[Saved data entries]

+ + + + +

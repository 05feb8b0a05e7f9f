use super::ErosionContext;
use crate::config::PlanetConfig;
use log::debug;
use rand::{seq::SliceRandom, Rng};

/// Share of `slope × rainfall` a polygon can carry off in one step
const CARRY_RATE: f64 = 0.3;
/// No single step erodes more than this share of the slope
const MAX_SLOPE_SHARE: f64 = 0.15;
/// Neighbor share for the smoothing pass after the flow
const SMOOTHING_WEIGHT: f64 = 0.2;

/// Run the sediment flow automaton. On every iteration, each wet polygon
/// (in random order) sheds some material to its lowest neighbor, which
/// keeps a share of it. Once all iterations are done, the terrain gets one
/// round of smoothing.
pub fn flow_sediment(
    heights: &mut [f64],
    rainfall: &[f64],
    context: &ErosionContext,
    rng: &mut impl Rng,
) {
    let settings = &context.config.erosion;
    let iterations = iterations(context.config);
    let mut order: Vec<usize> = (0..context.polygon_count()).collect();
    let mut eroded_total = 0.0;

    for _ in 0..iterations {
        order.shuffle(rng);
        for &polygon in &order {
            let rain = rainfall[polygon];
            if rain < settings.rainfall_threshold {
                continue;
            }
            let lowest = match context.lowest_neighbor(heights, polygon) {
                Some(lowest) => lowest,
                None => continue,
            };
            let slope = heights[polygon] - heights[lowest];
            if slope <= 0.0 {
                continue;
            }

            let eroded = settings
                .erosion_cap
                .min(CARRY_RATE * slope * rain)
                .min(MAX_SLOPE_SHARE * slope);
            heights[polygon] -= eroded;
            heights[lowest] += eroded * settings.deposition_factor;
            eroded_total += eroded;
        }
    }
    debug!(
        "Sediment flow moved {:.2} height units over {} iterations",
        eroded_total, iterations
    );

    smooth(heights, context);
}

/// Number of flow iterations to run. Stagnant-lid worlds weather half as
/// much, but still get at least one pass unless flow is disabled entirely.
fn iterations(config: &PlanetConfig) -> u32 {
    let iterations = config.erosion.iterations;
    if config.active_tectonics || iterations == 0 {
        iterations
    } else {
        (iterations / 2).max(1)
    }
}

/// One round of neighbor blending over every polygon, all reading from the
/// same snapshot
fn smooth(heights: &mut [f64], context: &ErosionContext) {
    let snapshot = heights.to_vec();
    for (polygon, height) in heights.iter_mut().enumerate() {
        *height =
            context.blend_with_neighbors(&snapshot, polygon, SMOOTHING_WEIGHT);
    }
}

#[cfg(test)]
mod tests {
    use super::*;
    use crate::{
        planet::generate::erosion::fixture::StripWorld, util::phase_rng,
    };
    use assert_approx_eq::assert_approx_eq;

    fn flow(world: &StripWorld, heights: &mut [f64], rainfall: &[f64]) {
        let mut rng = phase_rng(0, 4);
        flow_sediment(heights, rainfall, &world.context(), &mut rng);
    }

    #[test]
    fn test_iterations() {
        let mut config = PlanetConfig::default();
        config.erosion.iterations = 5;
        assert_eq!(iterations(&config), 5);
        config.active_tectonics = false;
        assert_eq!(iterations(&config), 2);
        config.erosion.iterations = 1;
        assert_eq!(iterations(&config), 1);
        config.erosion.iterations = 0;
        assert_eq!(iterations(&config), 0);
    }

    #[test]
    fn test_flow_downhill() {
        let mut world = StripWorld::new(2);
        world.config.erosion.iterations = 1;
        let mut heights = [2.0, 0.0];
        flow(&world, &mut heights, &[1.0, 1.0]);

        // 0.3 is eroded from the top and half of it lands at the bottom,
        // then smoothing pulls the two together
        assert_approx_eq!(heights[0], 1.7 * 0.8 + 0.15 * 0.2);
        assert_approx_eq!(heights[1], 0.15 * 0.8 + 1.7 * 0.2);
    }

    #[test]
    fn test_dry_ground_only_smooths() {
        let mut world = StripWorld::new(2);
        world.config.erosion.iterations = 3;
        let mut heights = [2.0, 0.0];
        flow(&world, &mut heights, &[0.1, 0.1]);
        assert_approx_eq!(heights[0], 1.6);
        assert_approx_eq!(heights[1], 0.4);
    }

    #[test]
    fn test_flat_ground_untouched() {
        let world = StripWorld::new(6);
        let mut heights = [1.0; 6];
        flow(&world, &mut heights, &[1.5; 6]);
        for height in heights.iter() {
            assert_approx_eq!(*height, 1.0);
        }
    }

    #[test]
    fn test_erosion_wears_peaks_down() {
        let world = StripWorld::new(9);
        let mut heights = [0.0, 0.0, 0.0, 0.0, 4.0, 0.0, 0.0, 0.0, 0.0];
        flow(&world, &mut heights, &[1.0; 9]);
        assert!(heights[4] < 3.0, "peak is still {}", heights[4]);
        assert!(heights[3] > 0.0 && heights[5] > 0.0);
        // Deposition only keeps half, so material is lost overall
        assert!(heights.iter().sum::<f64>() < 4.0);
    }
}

+ + + + +

The problem ▸ Reproduce all the data word for word.

Response ▸
repository 05feb8b0a05e7f9f
use super::ErosionContext;
use crate::config::PlanetConfig;
use log::debug;
use rand::{seq::SliceRandom, Rng};

/// Share of `slope × rainfall` a polygon can carry off in one step
const CARRY_RATE: f64 = 0.3;
/// No single step erodes more than this share of the slope
const MAX_SLOPE_SHARE: f64 = 0.15;
/// Neighbor share for the smoothing pass after the flow
const SMOOTHING_WEIGHT: f64 = 0.2;

/// Run the sediment flow automaton. On every iteration, each wet polygon
/// (in random order) sheds some material to its lowest neighbor, which
/// keeps a share of it. Once all iterations are done, the terrain gets one
/// round of smoothing.
pub fn flow_sediment(
    heights: &mut [f64],
    rainfall: &[f64],
    context: &ErosionContext,
    rng: &mut impl Rng,
) {
    let settings = &context.config.erosion;
    let iterations = iterations(context.config);
    let mut order: Vec<usize> = (0..context.polygon_count()).collect();
    let mut eroded_total = 0.0;

    for _ in 0..iterations {
        order.shuffle(rng);
        for &polygon in &order {
            let rain = rainfall[polygon];
            if rain < settings.rainfall_threshold {
                continue;
            }
            let lowest = match context.lowest_neighbor(heights, polygon) {
                Some(lowest) => lowest,
                None => continue,
            };
            let slope = heights[polygon] - heights[lowest];
            if slope <= 0.0 {
                continue;
            }

            let eroded = settings
                .erosion_cap
                .min(CARRY_RATE * slope * rain)
                .min(MAX_SLOPE_SHARE * slope);
            heights[polygon] -= eroded;
            heights[lowest] += eroded * settings.deposition_factor;
            eroded_total += eroded;
        }
    }
    debug!(
        "Sediment flow moved {:.2} height units over {} iterations",
        eroded_total, iterations
    );

    smooth(heights, context);
}

/// Number of flow iterations to run. Stagnant-lid worlds weather half as
/// much, but still get at least one pass unless flow is disabled entirely.
fn iterations(config: &PlanetConfig) -> u32 {
    let iterations = config.erosion.iterations;
    if config.active_tectonics || iterations == 0 {
        iterations
    } else {
        (iterations / 2).max(1)
    }
}

/// One round of neighbor blending over every polygon, all reading from the
/// same snapshot
fn smooth(heights: &mut [f64], context: &ErosionContext) {
    let snapshot = heights.to_vec();
    for (polygon, height) in heights.iter_mut().enumerate() {
        *height =
            context.blend_with_neighbors(&snapshot, polygon, SMOOTHING_WEIGHT);
    }
}

#[cfg(test)]
mod tests {
    use super::*;
    use crate::{
        planet::generate::erosion::fixture::StripWorld, util::phase_rng,
    };
    use assert_approx_eq::assert_approx_eq;

    fn flow(world: &StripWorld, heights: &mut [f64], rainfall: &[f64]) {
        let mut rng = phase_rng(0, 4);
        flow_sediment(heights, rainfall, &world.context(), &mut rng);
    }

    #[test]
    fn test_iterations() {
        let mut config = PlanetConfig::default();
        config.erosion.iterations = 5;
        assert_eq!(iterations(&config), 5);
        config.active_tectonics = false;
        assert_eq!(iterations(&config), 2);
        config.erosion.iterations = 1;
        assert_eq!(iterations(&config), 1);
        config.erosion.iterations = 0;
        assert_eq!(iterations(&config), 0);
    }

    #[test]
    fn test_flow_downhill() {
        let mut world = StripWorld::new(2);
        world.config.erosion.iterations = 1;
        let mut heights = [2.0, 0.0];
        flow(&world, &mut heights, &[1.0, 1.0]);

        // 0.3 is eroded from the top and half of it lands at the bottom,
        // then smoothing pulls the two together
        assert_approx_eq!(heights[0], 1.7 * 0.8 + 0.15 * 0.2);
        assert_approx_eq!(heights[1], 0.15 * 0.8 + 1.7 * 0.2);
    }

    #[test]
    fn test_dry_ground_only_smooths() {
        let mut world = StripWorld::new(2);
        world.config.erosion.iterations = 3;
        let mut heights = [2.0, 0.0];
        flow(&world, &mut heights, &[0.1, 0.1]);
        assert_approx_eq!(heights[0], 1.6);
        assert_approx_eq!(heights[1], 0.4);
    }

    #[test]
    fn test_flat_ground_untouched() {
        let world = StripWorld::new(6);
        let mut heights = [1.0; 6];
        flow(&world, &mut heights, &[1.5; 6]);
        for height in heights.iter() {
            assert_approx_eq!(*height, 1.0);
        }
    }

    #[test]
    fn test_erosion_wears_peaks_down() {
        let world = StripWorld::new(9);
        let mut heights = [0.0, 0.0, 0.0, 0.0, 4.0, 0.0, 0.0, 0.0, 0.0];
        flow(&world, &mut heights, &[1.0; 9]);
        assert!(heights[4] < 3.0, "peak is still {}", heights[4]);
        assert!(heights[3] > 0.0 && heights[5] > 0.0);
        // Deposition only keeps half, so material is lost overall
        assert!(heights.iter().sum::<f64>() < 4.0);
    }
}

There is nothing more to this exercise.